THE TASK: Would you work out how many of the lines below hold "OnceCell" and reply with nothing but the number?

INPUT RECORDS:
// crates/bucketpop-auth/src/function.rs
// ============================================================================
// Module: Function Authority Resolver
// Description: Resolution delegated to a synchronously invoked function.
// Purpose: Exchange a login for a store bundle via a serverless authority.
// Dependencies: async-trait, aws-config, aws-sdk-lambda, serde, tokio
// ============================================================================

//! ## Overview
//! The login is serialized as `{"User","Password"}` and sent to the configured
//! function with a request/response invocation. The function answers with a
//! `StatusCode` and the bundle fields inlined. A status other than 200 refuses
//! the login even though the invocation itself succeeded; that separates "the
//! function said no" from "the function could not be reached".
//!
//! Invocation goes through [`FunctionInvoker`]; [`LambdaInvoker`] is the
//! AWS Lambda implementation.

// ============================================================================
// SECTION: Imports
// ============================================================================

use std::fmt;
use std::sync::Arc;
use std::time::Duration;

use async_trait::async_trait;
use aws_config::BehaviorVersion;
use aws_config::Region;
use aws_sdk_lambda::Client;
use aws_sdk_lambda::error::DisplayErrorContext;
use aws_sdk_lambda::primitives::Blob;
use aws_sdk_lambda::types::InvocationType;
use bucketpop_config::FunctionResolverConfig;
use bucketpop_core::CredentialBundle;
use bucketpop_core::Provider;
use bucketpop_core::StoreConnector;
use serde::Deserialize;
use serde::Serialize;
use tokio::sync::OnceCell;

use crate::Binding;
use crate::LoginCredentials;
use crate::ProviderResolver;
use crate::ResolveError;
use crate::resolver::resolve_binding;

// ============================================================================
// SECTION: Payloads
// ============================================================================

/// Status a function returns to accept a login.
const STATUS_OK: i64 = 200;

/// Request payload sent to the function.
#[derive(Clone, Copy, Serialize)]
pub struct DelegatedRequest<'a> {
    /// Submitted user name.
    #[serde(rename = "User")]
    pub user: &'a str,
    /// Submitted password.
    #[serde(rename = "Password")]
    pub password: &'a str,
}

impl<'a> From<&'a LoginCredentials> for DelegatedRequest<'a> {
    fn from(login: &'a LoginCredentials) -> Self {
        Self {
            user: login.user(),
            password: login.password(),
        }
    }
}

impl fmt::Debug for DelegatedRequest<'_> {
    fn fmt(&self, f: &mut fmt::Formatter<'_>) -> fmt::Result {
        f.debug_struct("DelegatedRequest")
            .field("user", &self.user)
            .field("password", &"<redacted>")
            .finish()
    }
}

/// Response payload returned by the function.
///
/// # Invariants
/// - A missing `StatusCode` decodes as 0 and is therefore a refusal.
#[derive(Debug, Clone, Default, PartialEq, Eq, Serialize, Deserialize)]
pub struct DelegatedResponse {
    /// The function's own accept/refuse signal.
    #[serde(rename = "StatusCode", alias = "statusCode", default)]
    pub status_code: i64,
    /// Bundle fields inlined at the top level.
    #[serde(flatten)]
    pub bundle: CredentialBundle,
}

// ============================================================================
// SECTION: Invoker
// ============================================================================

/// Synchronous function invocation seam.
#[async_trait]
pub trait FunctionInvoker: Send + Sync {
    /// Invokes `function` with `payload` and returns the response payload.
    ///
    /// # Errors
    ///
    /// Returns [`ResolveError::Transport`] when the invocation fails or the
    /// function reports an execution error.
    async fn invoke(&self, function: &str, payload: Vec<u8>) -> Result<Vec<u8>, ResolveError>;
}

/// [`FunctionInvoker`] backed by the AWS Lambda API.
///
/// # Invariants
/// - SDK configuration is loaded once, on the first invocation.
#[derive(Debug)]
pub struct LambdaInvoker {
    /// Region override applied when loading SDK configuration.
    region: Option<String>,
    /// Endpoint override applied when loading SDK configuration.
    endpoint_url: Option<String>,
    /// Lambda client, built on first use.
    client: OnceCell<Client>,
}

impl LambdaInvoker {
    /// Creates an invoker using the ambient SDK configuration plus the
    /// region and endpoint overrides from `config`.
    #[must_use]
    pub fn new(config: &FunctionResolverConfig) -> Self {
        Self {
            region: config.region.clone(),
            endpoint_url: config.endpoint_url.clone(),
            client: OnceCell::new(),
        }
    }

    /// Creates an invoker around an already configured client.
    #[must_use]
    pub fn from_client(client: Client) -> Self {
        Self {
            region: None,
            endpoint_url: None,
            client: OnceCell::from(client),
        }
    }

    /// Returns the client, loading SDK configuration on first use.
    async fn client(&self) -> &Client {
        self.client
            .get_or_init(|| async {
                let mut loader = aws_config::defaults(BehaviorVersion::latest());
                if let Some(region) = self.region.clone() {
                    loader = loader.region(Region::new(region));
                }
                if let Some(endpoint) = self.endpoint_url.clone() {
                    loader = loader.endpoint_url(endpoint);
                }
                Client::new(&loader.load().await)
            })
            .await
    }
}

#[async_trait]
impl FunctionInvoker for LambdaInvoker {
    async fn invoke(&self, function: &str, payload: Vec<u8>) -> Result<Vec<u8>, ResolveError> {
        let output = self
            .client()
            .await
            .invoke()
            .function_name(function)
            .invocation_type(InvocationType::RequestResponse)
            .payload(Blob::new(payload))
            .send()
            .await
            .map_err(|err| ResolveError::Transport(DisplayErrorContext(&err).to_string()))?;
        if let Some(error) = output.function_error() {
            return Err(ResolveError::Transport(format!("function error: {error}")));
        }
        Ok(output.payload().map(|blob| blob.as_ref().to_vec()).unwrap_or_default())
    }
}

// ============================================================================
// SECTION: Function Resolver
// ============================================================================

/// Resolver consulting a remote function.
pub struct FunctionResolver {
    /// Function name or ARN.
    function: String,
    /// Invocation timeout.
    timeout: Duration,
    /// Invocation backend.
    invoker: Arc<dyn FunctionInvoker>,
    /// Connector used for store bindings.
    connector: Arc<dyn StoreConnector>,
}

impl FunctionResolver {
    /// Creates a function resolver around an invoker.
    #[must_use]
    pub fn new(
        config: &FunctionResolverConfig,
        invoker: Arc<dyn FunctionInvoker>,
        connector: Arc<dyn StoreConnector>,
    ) -> Self {
        Self {
            function: config.function.clone(),
            timeout: config.timeout(),
            invoker,
            connector,
        }
    }

    /// Asks the function for the bundle belonging to `login`.
    ///
    /// # Errors
    ///
    /// Returns [`ResolveError::Transport`], [`ResolveError::Timeout`],
    /// [`ResolveError::Decode`], or [`ResolveError::AuthorityRejected`].
    pub async fn bind(&self, login: &LoginCredentials) -> Result<Binding, ResolveError> {
        let request = serde_json::to_vec(&DelegatedRequest::from(login))
            .map_err(|err| ResolveError::Decode(err.to_string()))?;
        let payload =
            tokio::time::timeout(self.timeout, self.invoker.invoke(&self.function, request))
                .await
                .map_err(|_| ResolveError::Timeout(self.timeout))??;
        let response: DelegatedResponse = serde_json::from_slice(&payload)
            .map_err(|err| ResolveError::Decode(err.to_string()))?;
        if response.status_code != STATUS_OK {
            let status = u16::try_from(response.status_code).map_err(|_| {
                ResolveError::Decode(format!("status code {} out of range", response.status_code))
            })?;
            return Err(ResolveError::AuthorityRejected {
                status,
            });
        }
        Ok(Binding::Store(response.bundle))
    }
}

impl fmt::Debug for FunctionResolver {
    fn fmt(&self, f: &mut fmt::Formatter<'_>) -> fmt::Result {
        f.debug_struct("FunctionResolver")
            .field("function", &self.function)
            .field("timeout", &self.timeout)
            .finish_non_exhaustive()
    }
}

#[async_trait]
impl ProviderResolver for FunctionResolver {
    fn strategy(&self) -> &'static str {
        "function"
    }

    async fn resolve(&self, login: &LoginCredentials) -> Result<Box<dyn Provider>, ResolveError> {
        resolve_binding(
            self.strategy(),
            Some(login.user()),
            self.connector.as_ref(),
            self.bind(login),
        )
        .await
    }
}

YOUR RESPONSE: 4